Identifying Workplace Accidents in News Articles
Project Overview
During my bachelor's research internship at TNO (Netherlands Organisation for Applied Scientific Research), I developed an NLP system to automatically identify and classify workplace accident reports in news media. The project aimed to understand how workplace accidents are represented in media coverage and uncover reporting trends by analyzing large-scale news corpora.
Technical Approach
The solution implemented a three-phase pipeline with increasing specificity:
- Phase 1 - General Accident Detection: Built a classifier to identify accident reports from non-accident news in a dataset of 300,000+ articles, requiring creation of a labeled dataset from scratch.
- Phase 2 - Workplace Accident Filtering: Fine-tuned a second classifier to distinguish workplace-specific incidents from general accidents using contextual understanding.
- Phase 3 - Categorization: Planned clustering and multi-class classification to categorize accidents by type (e.g., falls, chemical exposure, machine-related incidents).
Evaluated multiple approaches including Logistic Regression and semi-supervised Label Propagation. BERT fine-tuning delivered superior performance through contextual language understanding and strategic class imbalance management.
Results & Impact
Achieved 0.89 F1-score on workplace accident identification. The BERT-based pipeline significantly outperformed traditional methods, demonstrating the critical importance of semantic context over keyword-based approaches. Delivered a scalable methodology enabling TNO to process vast news datasets for safety research and trend analysis.
Key Learnings
- Data Quality: Manual labeling and clear annotation protocols were essential for model performance.

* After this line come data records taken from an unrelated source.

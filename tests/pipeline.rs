//! Integration tests for composed pipelines.
//!
//! Covers the protocol guarantees across operator chains, scheduler
//! hand-offs and cancellation.

use std::{
  sync::{
    atomic::{AtomicUsize, Ordering},
    Arc,
  },
  thread,
  time::Duration,
};

use parking_lot::Mutex;
use rxchain::{
  prelude::*,
  testing::{Event, Recorder},
};

const WAIT: Duration = Duration::from_secs(5);

fn pool(prefix: &str, size: usize) -> PoolScheduler {
  PoolScheduler::new(PoolConfig { pool_size: Some(size), name_prefix: prefix.into() }).unwrap()
}

fn terminal_count<T>(events: &[Event<T>]) -> usize {
  events.iter().filter(|e| matches!(e, Event::Error(_) | Event::Complete)).count()
}

#[test]
fn map_doubles_then_completes() {
  let recorder = Recorder::new();
  Stream::from_iter(vec![1, 2, 3]).map(|x| x * 2).subscribe(recorder.clone());
  assert_eq!(
    recorder.events(),
    vec![Event::Subscribe, Event::Next(2), Event::Next(4), Event::Next(6), Event::Complete, Event::Final]
  );
}

#[test]
fn failing_mapper_stops_the_stream() {
  let recorder = Recorder::new();
  Stream::from_iter(vec![1, 2, 3])
    .try_map(|x| if x == 2 { Err(RxError::msg("mapper failed")) } else { Ok(x * 2) })
    .subscribe(recorder.clone());
  assert_eq!(
    recorder.events(),
    vec![Event::Subscribe, Event::Next(2), Event::Error("mapper failed".into()), Event::Final]
  );
}

#[test]
fn cancel_in_on_subscribe_emits_nothing() {
  let recorder = Recorder::new().cancel_on_subscribe();
  Stream::from_iter(vec![1, 2, 3, 4, 5]).map(|x| x + 1).subscribe(recorder.clone());
  assert_eq!(recorder.events(), vec![Event::Subscribe, Event::Final]);
  assert!(recorder.controllable().unwrap().is_cancel_completed());
}

#[test]
fn try_catch_recovers_a_failing_source() {
  let recorder = Recorder::new();
  Stream::<i32>::from_fn(|| -> Result<i32, RxError> { panic!("source exploded") })
    .try_catch()
    .subscribe(recorder.clone());
  assert_eq!(recorder.events(), vec![Event::Subscribe, Event::Next(None), Event::Final]);
}

#[test]
fn cancel_is_idempotent() {
  let host = HostScheduler::spawn("idempotent-cancel").unwrap();
  let recorder = Recorder::new();
  let control = Stream::from_iter(0..1000)
    .observe_on(host, Some(Duration::from_millis(20)), true)
    .subscribe_for_controllable(recorder.clone());
  control.cancel();
  control.cancel();
  assert!(recorder.wait_for_final(WAIT));
  control.cancel();

  thread::sleep(Duration::from_millis(50));
  assert_eq!(recorder.final_count(), 1);
  assert!(terminal_count(&recorder.events()) <= 1);
}

#[test]
fn serial_observe_on_preserves_order() {
  let recorder = Recorder::new();
  Stream::from_iter(vec![1, 2, 3, 4, 5]).observe_on(pool("order-", 4), None, true).subscribe(recorder.clone());
  assert!(recorder.wait_for_final(WAIT));
  assert_eq!(recorder.items(), vec![1, 2, 3, 4, 5]);
}

#[test]
fn every_chain_finalizes_exactly_once() {
  let pool = pool("finalize-", 4);
  let host = HostScheduler::spawn("finalize-host").unwrap();

  let chains: Vec<Stream<i32>> = vec![
    Stream::from_iter(0..10).map(|v| v + 1),
    Stream::fail(RxError::msg("boom")).schedule_in(pool.clone(), None, false),
    Stream::from_iter(0..10).observe_on(host.clone(), None, true).filter(|v| v % 2 == 0),
    Stream::from_iter(0..5).delay(Duration::from_millis(5)),
    Stream::from_iter(0..5).flat_map({
      let pool = pool.clone();
      move |v| Stream::just(v).schedule_in(pool.clone(), None, false)
    }),
    Stream::from_iter(0..5)
      .publish_on(pool.clone(), |_| Ok::<_, RxError>(()), None, false)
      .observe_on(host.clone(), None, true),
    Stream::from_iter(0..5).try_map(|v| if v == 3 { Err("three") } else { Ok(v) }).delay(Duration::from_millis(1)),
  ];

  for chain in chains {
    let recorder = Recorder::new();
    chain.subscribe(recorder.clone());
    assert!(recorder.wait_for_final(WAIT));
    thread::sleep(Duration::from_millis(20));
    assert_eq!(recorder.final_count(), 1);

    let events = recorder.events();
    assert_eq!(events.first(), Some(&Event::Subscribe));
    assert_eq!(events.last(), Some(&Event::Final));
    assert!(terminal_count(&events) <= 1);
  }
}

#[test]
fn cancelled_chains_finalize_exactly_once() {
  let pool = pool("cancelled-", 2);
  let host = HostScheduler::spawn("cancelled-host").unwrap();

  let chains: Vec<Stream<i32>> = vec![
    Stream::from_iter(0..100).schedule_in(pool.clone(), Some(Duration::from_millis(100)), true),
    Stream::from_iter(0..100).observe_on(host.clone(), Some(Duration::from_millis(100)), true),
    Stream::from_iter(0..100).delay(Duration::from_millis(100)),
    Stream::from_iter(0..100)
      .publish_on(pool.clone(), |_| Ok::<_, RxError>(()), Some(Duration::from_millis(100)), true),
  ];

  for chain in chains {
    let recorder = Recorder::new();
    let control = chain.subscribe_for_controllable(recorder.clone());
    control.cancel();
    assert!(recorder.wait_for_final(WAIT));
    thread::sleep(Duration::from_millis(150));
    assert_eq!(recorder.final_count(), 1);
    assert!(recorder.items().is_empty());
  }
}

#[test]
fn cancel_from_downstream_reaches_a_remote_source() {
  let produced = Arc::new(AtomicUsize::new(0));
  let c_produced = produced.clone();
  let recorder = Recorder::new().cancel_after(3);
  Stream::<usize>::create(move |emitter| {
    for i in 0.. {
      c_produced.fetch_add(1, Ordering::SeqCst);
      if !emitter.next(i) {
        break;
      }
      thread::sleep(Duration::from_millis(1));
    }
    Ok::<_, RxError>(())
  })
  .schedule_in(pool("remote-", 1), None, false)
  .map(|v| v * 2)
  .subscribe(recorder.clone());

  assert!(recorder.wait_for_final(WAIT));
  assert_eq!(recorder.items(), vec![0, 2, 4]);
  assert!(produced.load(Ordering::SeqCst) <= 4);
  assert_eq!(recorder.events().last(), Some(&Event::Final));
}

#[test]
fn scheduler_hops_run_each_stage_where_asked() {
  let host = HostScheduler::spawn("hops-host").unwrap();
  let source_threads = Arc::new(Mutex::new(Vec::new()));
  let c_source_threads = source_threads.clone();

  let recorder = Recorder::new();
  Stream::from_iter(vec![1, 2, 3])
    .do_on_next(move |_| c_source_threads.lock().push(thread::current().name().map(str::to_owned)))
    .schedule_in(pool("hops-pool-", 2), None, false)
    .observe_on(host.clone(), None, true)
    .subscribe(recorder.clone());
  assert!(recorder.wait_for_final(WAIT));

  assert!(source_threads
    .lock()
    .iter()
    .all(|name| name.as_deref().map_or(false, |n| n.starts_with("hops-pool-"))));
  assert!(recorder.threads()[1..].iter().all(|t| *t == host.thread_id()));
}

#[test]
fn delayed_items_arrive_before_completion() {
  let recorder = Recorder::new();
  Stream::from_iter(vec![1, 2, 3])
    .flat_map(|v| Stream::just(v).delay(Duration::from_millis(10 * (4 - v as u64))))
    .subscribe(recorder.clone());
  assert!(recorder.wait_for_final(WAIT));

  let events = recorder.events();
  assert_eq!(&events[events.len() - 2..], &[Event::Complete, Event::Final]);
  let mut items = recorder.items();
  items.sort();
  assert_eq!(items, vec![1, 2, 3]);
}

#[test]
fn independent_subscriptions_do_not_share_state() {
  let counter = Arc::new(AtomicUsize::new(0));
  let c_counter = counter.clone();
  let stream = Stream::from_fn(move || Ok::<_, RxError>(c_counter.fetch_add(1, Ordering::SeqCst)));

  let first = Recorder::new();
  let second = Recorder::new().cancel_on_subscribe();
  stream.subscribe(first.clone());
  stream.subscribe(second.clone());

  assert_eq!(first.items(), vec![0]);
  assert!(second.items().is_empty());
  assert_eq!(counter.load(Ordering::SeqCst), 1);
}

#[test]
fn guard_cancels_a_running_subscription_on_drop() {
  let host = HostScheduler::spawn("guard-host").unwrap();
  let recorder = Recorder::new();
  {
    let _guard = Stream::from_iter(0..100)
      .observe_on(host, Some(Duration::from_millis(100)), true)
      .subscribe_for_controllable(recorder.clone())
      .cancel_on_drop();
  }
  assert!(recorder.wait_for_final(WAIT));
  assert!(recorder.items().is_empty());
}

#[test]
fn default_schedulers_are_shared() {
  let first = rxchain::scheduler::background().unwrap();
  let second = rxchain::scheduler::background().unwrap();
  assert!(Arc::ptr_eq(&first, &second));

  let recorder = Recorder::new();
  Stream::just(1).observe_on(rxchain::scheduler::host().unwrap(), None, true).subscribe(recorder.clone());
  assert!(recorder.wait_for_final(WAIT));
  assert_eq!(recorder.items(), vec![1]);
}
//! Ordered delivery into a downstream sink from several threads.
//!
//! Boundaries that move items onto other threads (`observe_on`,
//! `publish_on`, `delay`) funnel every downstream call through a [`Relay`].
//! It keeps the sink protocol intact whatever order the work completes in:
//!
//! * items that finish before `on_subscribe` reached downstream are held
//!   back and flushed right after it,
//! * the terminal event waits until no admitted item is still in flight,
//! * `on_final` waits for the terminal event and is delivered exactly once,
//!   after which the downstream sink is dropped.
//!
//! The state lock is never held while downstream code runs; the sink lock
//! is.

use std::{
  collections::VecDeque,
  panic::{self, AssertUnwindSafe},
};

use once_cell::sync::OnceCell;
use parking_lot::Mutex;

use crate::{
  controllable::Controllable,
  error::RxError,
  sink::{BoxSink, Sink},
};

pub(crate) enum Terminal {
  Error(RxError),
  Complete,
}

struct RelayState<T> {
  subscribed: bool,
  in_flight: usize,
  early: VecDeque<T>,
  closed: bool,
  failed: bool,
  terminal: Option<Terminal>,
  delivering: bool,
  final_requested: bool,
  finished: bool,
}

pub(crate) struct Relay<T> {
  sink: Mutex<Option<BoxSink<T>>>,
  state: Mutex<RelayState<T>>,
  control: OnceCell<Controllable>,
}

enum Step {
  Terminal(Terminal),
  Final,
}

/// Hand one item downstream. A panic in downstream code is caught here so
/// it cannot leave the item counted as in flight.
fn forward_next<T>(sink: &mut BoxSink<T>, item: T) -> Result<(), RxError> {
  panic::catch_unwind(AssertUnwindSafe(|| sink.on_next(item))).map_err(RxError::from_panic)
}

impl<T> Relay<T> {
  pub(crate) fn new(sink: BoxSink<T>) -> Self {
    Relay {
      sink: Mutex::new(Some(sink)),
      state: Mutex::new(RelayState {
        subscribed: false,
        in_flight: 0,
        early: VecDeque::new(),
        closed: false,
        failed: false,
        terminal: None,
        delivering: false,
        final_requested: false,
        finished: false,
      }),
      control: OnceCell::new(),
    }
  }

  /// Remember the boundary handle; items are dropped once it is cancelled.
  pub(crate) fn bind(&self, control: Controllable) { let _ = self.control.set(control); }

  pub(crate) fn control(&self) -> Option<&Controllable> { self.control.get() }

  fn is_cancelled(&self) -> bool { self.control.get().map_or(false, Controllable::is_cancel_requested) }

  /// Deliver `on_subscribe`, then anything that arrived ahead of it.
  pub(crate) fn subscribe(&self, control: Controllable) {
    let mut panicked = None;
    {
      let mut sink = self.sink.lock();
      if let Some(sink) = sink.as_mut() {
        sink.on_subscribe(control);
      }
      loop {
        let mut state = self.state.lock();
        match state.early.pop_front() {
          Some(item) => {
            let drop_it = state.failed || self.is_cancelled();
            drop(state);
            if !drop_it {
              if let Some(sink) = sink.as_mut() {
                if let Err(err) = forward_next(sink, item) {
                  self.state.lock().failed = true;
                  panicked = Some(err);
                }
              }
            }
            self.state.lock().in_flight -= 1;
          }
          None => {
            state.subscribed = true;
            break;
          }
        }
      }
    }
    match panicked {
      Some(err) => self.fail_and_cancel(err),
      None => self.finish(),
    }
  }

  /// Count an item as in flight. Returns `false` if the relay no longer
  /// accepts items.
  pub(crate) fn admit(&self) -> bool {
    let mut state = self.state.lock();
    if state.closed {
      return false;
    }
    state.in_flight += 1;
    true
  }

  /// Hand an admitted item downstream.
  pub(crate) fn deliver(&self, item: T) {
    {
      let mut state = self.state.lock();
      if !state.subscribed {
        state.early.push_back(item);
        return;
      }
      if state.failed || self.is_cancelled() {
        drop(state);
        self.abandon();
        return;
      }
    }
    let delivered = match self.sink.lock().as_mut() {
      Some(sink) => forward_next(sink, item),
      None => Ok(()),
    };
    match delivered {
      Ok(()) => self.abandon(),
      Err(err) => {
        self.release(1);
        self.fail_and_cancel(err);
      }
    }
  }

  /// An admitted item will never be delivered.
  pub(crate) fn abandon(&self) {
    self.release(1);
    self.finish();
  }

  /// Forget `count` admitted items without trying to finish.
  pub(crate) fn release(&self, count: usize) {
    let mut state = self.state.lock();
    state.in_flight = state.in_flight.saturating_sub(count);
  }

  /// An admitted item failed: it is dropped and the subscription errors.
  pub(crate) fn fail_item(&self, err: RxError) {
    self.release(1);
    self.fault(err);
  }

  /// Downstream panicked on an item: fail the subscription and stop the
  /// upstream.
  fn fail_and_cancel(&self, err: RxError) {
    self.fault(err);
    if let Some(control) = self.control() {
      control.cancel();
    }
  }

  /// Fail the subscription. Later items and terminal events are ignored.
  pub(crate) fn fault(&self, err: RxError) {
    {
      let mut state = self.state.lock();
      state.failed = true;
      let replace = match &state.terminal {
        Some(Terminal::Complete) => true,
        Some(Terminal::Error(_)) => false,
        None => !state.closed,
      };
      if replace {
        state.terminal = Some(Terminal::Error(err));
      }
      state.closed = true;
    }
    self.finish();
  }

  /// Record the upstream terminal event without delivering it yet.
  pub(crate) fn close(&self, terminal: Terminal) {
    let mut state = self.state.lock();
    if !state.closed {
      state.closed = true;
      state.terminal = Some(terminal);
    }
  }

  pub(crate) fn terminate(&self, terminal: Terminal) {
    self.close(terminal);
    self.finish();
  }

  /// Record that upstream finalized without delivering it yet.
  pub(crate) fn mark_final(&self) {
    let mut state = self.state.lock();
    state.closed = true;
    state.final_requested = true;
  }

  pub(crate) fn request_final(&self) {
    self.mark_final();
    self.finish();
  }

  /// Deliver whatever is due: the terminal event once nothing is in flight,
  /// then `on_final` once requested.
  pub(crate) fn finish(&self) {
    let mut state = self.state.lock();
    loop {
      if !state.subscribed || state.in_flight > 0 || state.delivering {
        return;
      }
      let step = if let Some(terminal) = state.terminal.take() {
        Step::Terminal(terminal)
      } else if state.final_requested && !state.finished {
        state.finished = true;
        Step::Final
      } else {
        return;
      };
      state.delivering = true;
      drop(state);

      {
        let mut sink = self.sink.lock();
        match step {
          Step::Terminal(Terminal::Error(err)) => {
            if let Some(sink) = sink.as_mut() {
              sink.on_error(err);
            }
          }
          Step::Terminal(Terminal::Complete) => {
            if let Some(sink) = sink.as_mut() {
              sink.on_complete();
            }
          }
          Step::Final => {
            if let Some(mut sink) = sink.take() {
              sink.on_final();
            }
          }
        }
      }

      state = self.state.lock();
      state.delivering = false;
    }
  }
}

- Context Matters: Transformer models excel where traditional approaches fail due to their semantic understanding.
- Class Imbalance: Active management through strategic balancing techniques was crucial for minority class performance.
Future Work
Next steps include implementing Phase 3 categorization, domain-specific BERT fine-tuning for Dutch content, and expanding to broader news sources for comparative analysis with official injury statistics.